FAQ: I don’t get to decide what gets made into a tv series or film.  I cannot, I’m afraid, cause people to give me money for things by magic or force of will.  Because, let’s face it, if I could, you’d be part of the slave army building my hundred-mile-high golden revolving statue right now.

I’m glad we got that straightened out.


FAQ 30jan13: Answers To Random Questions Normal People Wouldn’t Ask

January 30th, 2013 | FAQ

How particular do you think new authors should be about which publishing house they get published through?

misterwil-son

New authors should be more particular about how many complimentary copies of the book they get (and what it looks like), because that’s your calling card to other publishers, to show that someone else gambled their money on you.  That’s the trick.  Getting published once is often the biggest, toughest hurdle.

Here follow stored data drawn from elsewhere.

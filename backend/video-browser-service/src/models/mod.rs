/// Data models for video-browser-service
///
/// This module defines structures for:
/// - BucketObject: object metadata as reported by the storage JSON API
/// - ObjectList: one page of a bucket listing
/// - CatalogEntry / PlayView: precomputed view models handed to templates
///
use chrono::{DateTime, Utc};
use serde::{Deserialize, Deserializer, Serialize};

// ========================================
// Storage Models
// ========================================

/// Metadata for one stored object
#[derive(Debug, Clone, PartialEq, Eq, Serialize, Deserialize)]
#[serde(rename_all = "camelCase")]
pub struct BucketObject {
    pub name: String,
    /// RFC 3339 timestamp of the last metadata or content update
    #[serde(default)]
    pub updated: String,
    #[serde(default, deserialize_with = "deserialize_size")]
    pub size: u64,
    #[serde(default, skip_serializing_if = "Option::is_none")]
    pub content_type: Option<String>,
}

impl BucketObject {
    pub fn new(name: impl Into<String>, updated: impl Into<String>, size: u64) -> Self {
        Self {
            name: name.into(),
            updated: updated.into(),
            size,
            content_type: None,
        }
    }

    /// Parsed `updated` timestamp, `None` when the service sent something unparseable
    pub fn updated_at(&self) -> Option<DateTime<Utc>> {
        DateTime::parse_from_rfc3339(&self.updated)
            .ok()
            .map(|ts| ts.with_timezone(&Utc))
    }
}

/// One page of `objects.list`
#[derive(Debug, Clone, Default, Deserialize)]
#[serde(rename_all = "camelCase")]
pub struct ObjectList {
    #[serde(default)]
    pub items: Vec<BucketObject>,
    #[serde(default)]
    pub next_page_token: Option<String>,
}

/// The JSON API encodes `size` as a decimal string; accept plain numbers too.
fn deserialize_size<'de, D>(deserializer: D) -> Result<u64, D::Error>
where
    D: Deserializer<'de>,
{
    #[derive(Deserialize)]
    #[serde(untagged)]
    enum Size {
        Text(String),
        Number(u64),
    }

    match Size::deserialize(deserializer)? {
        Size::Number(n) => Ok(n),
        Size::Text(s) => s.parse().map_err(serde::de::Error::custom),
    }
}

// ========================================
// View Models
// ========================================

/// A video row on the listing page
#[derive(Debug, Clone, PartialEq, Eq, Serialize)]
pub struct CatalogEntry {
    pub name: String,
    pub display_name: String,
    pub size: u64,
    pub human_size: String,
    pub updated: String,
    pub human_time: String,
    /// Relative link to the playback page
    pub play_path: String,
    /// Empty when signing failed; templates render no link then
    pub signed_url: String,
}

/// Data for the playback page
#[derive(Debug, Clone, PartialEq, Eq, Serialize)]
pub struct PlayView {
    pub name: String,
    pub display_name: String,
    pub size: u64,
    pub human_size: String,
    pub updated: String,
    pub human_time: String,
    pub content_type: Option<String>,
    pub signed_url: String,
}

#[cfg(test)]
mod tests {
    use super::*;

    #[test]
    fn test_deserialize_object_list_page() {
        let raw = r#"{
            "kind": "storage#objects",
            "nextPageToken": "abc",
            "items": [
                {"name": "clip one.mp4", "updated": "2023-01-01T00:00:00.000Z", "size": "1048576", "contentType": "video/mp4"},
                {"name": "notes.txt", "updated": "2023-06-01T00:00:00Z", "size": 12}
            ]
        }"#;

        let page: ObjectList = serde_json::from_str(raw).unwrap();
        assert_eq!(page.next_page_token.as_deref(), Some("abc"));
        assert_eq!(page.items.len(), 2);
        assert_eq!(page.items[0].size, 1_048_576);
        assert_eq!(page.items[0].content_type.as_deref(), Some("video/mp4"));
        assert_eq!(page.items[1].size, 12);
    }

    #[test]
    fn test_empty_bucket_has_no_items_field() {
        let page: ObjectList = serde_json::from_str(r#"{"kind": "storage#objects"}"#).unwrap();
        assert!(page.items.is_empty());
        assert!(page.next_page_token.is_none());
    }

    #[test]
    fn test_invalid_size_is_rejected() {
        let raw = r#"{"name": "a.mp4", "updated": "2023-01-01T00:00:00Z", "size": "lots"}"#;
        assert!(serde_json::from_str::<BucketObject>(raw).is_err());
    }

    #[test]
    fn test_updated_at_parsing() {
        let obj = BucketObject::new("a.mp4", "2023-01-01T10:00:00+02:00", 1);
        let ts = obj.updated_at().unwrap();
        assert_eq!(ts.to_rfc3339(), "2023-01-01T08:00:00+00:00");

        let bad = BucketObject::new("b.mp4", "yesterday", 1);
        assert!(bad.updated_at().is_none());
    }
}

So, having just finished the slipcase/box-set of The Sandman that I got for Christmas… what are the chances Vertigo will do something equally lovely for Transmetropolitan? It definitely deserves the box set treatment.

drewsof

You have to understand that I’m not the publisher, and I cannot cause these things to happen.  THE SANDMAN was a best-selling, critically-acclaimed work that forms the backbone of the mainstream adult comics canon.  TRANSMETROPOLITAN was a fairly obscure, nicely drawn container for a bunch of swearing.  I wouldn’t hold your breath.

Howdy. I just wanted to clamour about "How to Burn Water". After all, you are the reason why I own and enjoy using a mandoline. And why I always keep a small jar of fresh cow tears in my cupboard. So a proper manly cookbook with a beard that would curbstomp my wife’s namby-pamby jamieolivers would really be appreciated.

phuzzy

No plans for the occasionally joked-about cookbook HOW TO BURN WATER.  But I will give you this:

STUPID LEMON CHICKEN

I had two skinless chicken breasts and no idea what to do with them.  So I did this:

Find a bottle of white wine.  Remember the rule: don’t cook with anything you wouldn’t drink.  So drink some.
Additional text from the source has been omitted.